When life is hard, people seek solace from whatever source they can find, and if a market trend is any indication, more and more South Koreans are turning to books for mental healing.
Psychiatrist Kim Hye-nam became an instant celebrity with her book, whose title roughly translates as “Thirty-year-olds Ask Psychology.” It sold 600,000 copies and became a bestseller, a very rare feat for psychotherapy books. Kim cites her treatment of real patients in the 300-page book, helping readers who cannot bring themselves to go to a clinic for diagnosis in a country where seeking psychiatric counseling means losing face.
The book was especially popular among people in their 30s, the group who bore the heaviest brunt of the 2008 global financial downturn, but also among other age groups struggling with life issues ― families falling apart, frustrations at work, abusive relationships and whatnot. Kim used common psychoanalytical tools, going back to the patients’ infancy and analyzing their childhood environment, but approached her untrained readers with much more simplified terminologies.
‘Thirty-Year-Olds Ask Psychology’ authored by Kim Hye-nam
Publication industry watchers say the success of Kim’s book and similar ones marks dramatic social changes. Before, the bestsellers taught readers how to strategize in order to succeed at work, telling them how to dress, speak and behave.
Just four years before Kim’s book, one popular book was “Morning Men” by Japanese writer Saisho Hiroshi, advising people to get out of bed earlier than their competitors, driving in the message that successful CEOs always cut down their sleeping time in order to work more.
“These days, the hottest key search words include rest, mental healing and consolation,” said Jin Young-gyun, spokesman for Kyobo Book Center, the biggest local bookseller.
Sales of book titles published in the psychology category grew 159 percent in 2008 on-year and rose by more than 100 percent each following year, Jin said.
People from outside of psychology, including college professors, have picked up the subject.
Prof. Kim Rando, who teaches consumer studies at Seoul National University, clinched the bestseller spot with his latest book, “Hurting is Youth,” a series of essays consoling the young who are weighed down by an uncertain future and super-competitive world. It held the top spot until early September after being published in late 2010.
Professor Kim Rando, author of best-selling book on youth.(Yonhap News)

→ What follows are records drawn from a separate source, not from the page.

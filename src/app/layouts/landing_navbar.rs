use crate::app::components::LOGO;
use crate::app::pages::routes::Route;
use crate::config::site;
use dioxus::prelude::*;

const SECTION_LINKS: &[&str] = &["Product", "Pricing", "Resources", "Contact"];

#[component]
pub fn LandingNavbar() -> Element {
    let site = site();

    rsx! {
        nav { class: "c-landing-nav",
            div { class: "c-landing-nav__inner",
                Link {
                    to: Route::Landing {},
                    class: "c-landing-nav__brand",
                    img {
                        class: "c-landing-nav__logo",
                        src: LOGO,
                        alt: "{site.brand}",
                        width: "40",
                        height: "40",
                    }
                    span { class: "c-landing-nav__name", "{site.brand}" }
                }

                div { class: "c-landing-nav__links",
                    for label in SECTION_LINKS.iter() {
                        a { key: "{label}", href: "#", class: "c-landing-nav__link", "{label}" }
                    }
                }

                div { class: "c-landing-nav__auth",
                    Link {
                        to: Route::Login {},
                        class: "c-landing-nav__link",
                        "Login"
                    }
                    Link {
                        to: Route::Signup {},
                        class: "c-button c-button--primary c-button--pill",
                        "Sign Up"
                    }
                }
            }
        }
    }
}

The trend is a reflection of South Koreans’ need to be comforted and encouraged, after the life-shaking experience of the 1997-98 Asian financial crisis and the 2008 Wall Street-originating economic debacle that left them helpless, according to Kang Su-jin, the president of Galleon, which published “Thirty-year-olds...”
“Improving career credentials and skills are a means to nowhere if the economy is struggling. You are not responsible for your misfortune during a crisis,” said Kang.
The trend also mirrors shifts in social and personal values of South Koreans, away from work-driven life, which raised the country out of the ruins from the Korean War (1950-53), and toward inner satisfaction and peace.
Kim Chung-woon, a professor at Myongji University, tells readers to enjoy enough sleep and advises them on how to increase pleasures in their lives in “I Regret Marrying My Wife,” a modest hit in 2009.
But experts and readers say that psychology books are not new, that they have been steadily in the market for some time. They say the newly published books are not particularly more effective than older ones.
“I was an avid reader of psychology books for about two years from 2008, when I was working in the same firm for nearly five years. Continuing to work with few changes made me very depressed,” said a 30-year-old female office worker, declining to be named.
“After reading more than 20 books in the psychology section, I came to read ‘The Road Less Traveled’ by M.S. Peck,” she said, referring to a psychology classic by an American psychiatrist, published in 1978. “After all, I got what I wanted from this book.”